Has Man-made global warming been disproved? (Part: 1)

From our old Australian Climate Sceptics blog (October 26 2012)

Has Man-made global warming been disproved? A Review of Recent Papers.
Anthony Cox and Jo Nova

Introduction

Climate Change was described in 2007 by the soon to be, briefly, Australian prime Minister, Kevin Rudd, as the “greatest moral, economic and environmental challenge of our generation.” By Climate Change Rudd meant anthropogenic global warming, or global warming as it was originally described by Al Gore.

Government attempts to ‘solve’ global warming are framed by hyperbole and urgent policies. These policies involve the expenditure of vast amounts of money1,2 and are justified because we are told “The science is settled”3.

Science is never settled. Richard Feynman said [The Meaning of it All, 1999]:

The exception proves that the rule is wrong. That is the principle of science. If there is an exception to any rule, and if it can be proved by observation, that rule is wrong.

The dominant argument for global warming contradicts Feynman’s “principle of science”. This dominant argument is that a majority of scientists, a consensus, support it4. But as Feynman notes consensus is a false proof of a scientific theory because only one contradictory bit of empirical evidence is sufficient to refute that theory.
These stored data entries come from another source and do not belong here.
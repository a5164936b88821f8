//! Implementation names
//!
//! Several bindings may share one dependency type; a [`Token`] tells them
//! apart. Tokens are opaque: any `Eq + Debug + Send + Sync + 'static` value can
//! be used, and two tokens are equal only when they hold values of the same
//! Rust type that compare equal. String slices are stored as `String` so that
//! `"First"` and `String::from("First")` name the same binding.

use std::any::Any;
use std::fmt;
use std::sync::Arc;

/// Object-safe view of a token value
pub trait TokenValue: Any + fmt::Debug + Send + Sync {
    fn as_any(&self) -> &dyn Any;

    fn eq_token(&self, other: &dyn TokenValue) -> bool;

    fn display(&self, f: &mut fmt::Formatter<'_>) -> fmt::Result;
}

impl<T> TokenValue for T
where
    T: Any + fmt::Debug + Eq + Send + Sync,
{
    fn as_any(&self) -> &dyn Any {
        self
    }

    fn eq_token(&self, other: &dyn TokenValue) -> bool {
        other
            .as_any()
            .downcast_ref::<T>()
            .map_or(false, |other| self == other)
    }

    fn display(&self, f: &mut fmt::Formatter<'_>) -> fmt::Result {
        match self.as_any().downcast_ref::<String>() {
            Some(text) => f.write_str(text),
            None => write!(f, "{:?}", self),
        }
    }
}

/// Opaque, comparable implementation name
#[derive(Clone)]
pub struct Token(Arc<dyn TokenValue>);

impl Token {
    /// Wrap any comparable value
    pub fn new<T: TokenValue>(value: T) -> Self {
        Self(Arc::new(value))
    }

    /// Borrow the wrapped value if it has type `T`
    pub fn downcast_ref<T: Any>(&self) -> Option<&T> {
        self.0.as_any().downcast_ref::<T>()
    }

    /// The wrapped value as text, when it is a string
    pub fn as_str(&self) -> Option<&str> {
        self.downcast_ref::<String>().map(String::as_str)
    }
}

impl PartialEq for Token {
    fn eq(&self, other: &Self) -> bool {
        self.0.eq_token(other.0.as_ref())
    }
}

impl Eq for Token {}

impl fmt::Debug for Token {
    fn fmt(&self, f: &mut fmt::Formatter<'_>) -> fmt::Result {
        f.debug_tuple("Token").field(&self.0).finish()
    }
}

impl fmt::Display for Token {
    fn fmt(&self, f: &mut fmt::Formatter<'_>) -> fmt::Result {
        self.0.display(f)
    }
}

impl From<&str> for Token {
    fn from(value: &str) -> Self {
        Self::new(value.to_string())
    }
}

impl From<String> for Token {
    fn from(value: String) -> Self {
        Self::new(value)
    }
}

macro_rules! token_from {
    ($($ty:ty),* $(,)?) => {
        $(
            impl From<$ty> for Token {
                fn from(value: $ty) -> Self {
                    Self::new(value)
                }
            }
        )*
    };
}

token_from!(bool, char, i32, i64, u32, u64, usize);

#[cfg(test)]
mod tests {
    use super::*;

    #[derive(Debug, PartialEq, Eq)]
    enum Storage {
        Primary,
        Replica,
    }

    #[test]
    fn test_string_tokens_compare_by_value() {
        assert_eq!(Token::from("First"), Token::from(String::from("First")));
        assert_ne!(Token::from("First"), Token::from("Second"));
        assert_eq!(Token::from("First").as_str(), Some("First"));
    }

    #[test]
    fn test_tokens_of_different_types_never_match() {
        assert_ne!(Token::from("1"), Token::from(1i32));
        assert_ne!(Token::from(1i32), Token::from(1i64));
    }

    #[test]
    fn test_custom_token_values() {
        let primary = Token::new(Storage::Primary);
        assert_eq!(primary, Token::new(Storage::Primary));
        assert_ne!(primary, Token::new(Storage::Replica));
        assert_eq!(primary.downcast_ref::<Storage>(), Some(&Storage::Primary));
        assert_eq!(primary.to_string(), "Primary");
    }

    #[test]
    fn test_display_strips_quotes_for_strings() {
        assert_eq!(Token::from("Second").to_string(), "Second");
        assert_eq!(Token::from(42u32).to_string(), "42");
    }
}
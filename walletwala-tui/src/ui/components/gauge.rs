//! Reusable gauge widget factory.

use ratatui::{
    style::{palette::tailwind, Color, Style},
    widgets::Gauge,
};

use crate::meter::MoodTier;

/// Predefined gauge color schemes.
#[derive(Clone, Copy)]
pub enum GaugeStyle {
    Happy,
    Okay,
    Broke,
    Custom(Color),
}

impl GaugeStyle {
    /// Fill color for the mood tier, mirroring the page's green/amber/red
    /// track gradient.
    pub fn for_tier(tier: MoodTier) -> Self {
        match tier {
            MoodTier::Happy => GaugeStyle::Happy,
            MoodTier::Okay => GaugeStyle::Okay,
            MoodTier::Broke => GaugeStyle::Broke,
        }
    }

    fn color(self) -> Color {
        match self {
            GaugeStyle::Happy => tailwind::GREEN.c500,
            GaugeStyle::Okay => tailwind::AMBER.c400,
            GaugeStyle::Broke => tailwind::RED.c500,
            GaugeStyle::Custom(c) => c,
        }
    }
}

/// Creates a styled gauge widget with consistent appearance.
///
/// # Arguments
/// * `label` - Text shown on the track (e.g., "35%")
/// * `percent` - Value as percentage (0.0 - 100.0)
/// * `style` - Color scheme to use
pub fn make_gauge(label: &str, percent: f64, style: GaugeStyle) -> Gauge<'static> {
    Gauge::default()
        .gauge_style(Style::default().fg(style.color()).bg(tailwind::GRAY.c800))
        .label(label.to_owned())
        .use_unicode(true)
        .percent(percent.clamp(0.0, 100.0) as u16)
}

#[cfg(test)]
mod tests {
    use super::*;

    #[test]
    fn test_gauge_style_tracks_tier() {
        assert_eq!(GaugeStyle::for_tier(MoodTier::Happy).color(), tailwind::GREEN.c500);
        assert_eq!(GaugeStyle::for_tier(MoodTier::Okay).color(), tailwind::AMBER.c400);
        assert_eq!(GaugeStyle::for_tier(MoodTier::Broke).color(), tailwind::RED.c500);
        assert_eq!(GaugeStyle::Custom(Color::Red).color(), Color::Red);
    }
}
In fact not one but seven recent peer-reviewed papers have revealed what would seem to be fatal flaws in global warming. Global warming says there has been an increase in the global average temperature since the mid-20th century and its projected continuation. According to the Intergovernmental Panel on Climate Change [IPCC] “most of the observed increase in globally averaged temperatures since the mid-20th century is very likely due to the observed increase in anthropogenic greenhouse gas concentrations.” [AR4, Working Group 1, page 10]

For purposes of this essay then global warming is the increase in global average temperature primarily caused by human emissions of greenhouse gases, primarily carbon dioxide [CO2].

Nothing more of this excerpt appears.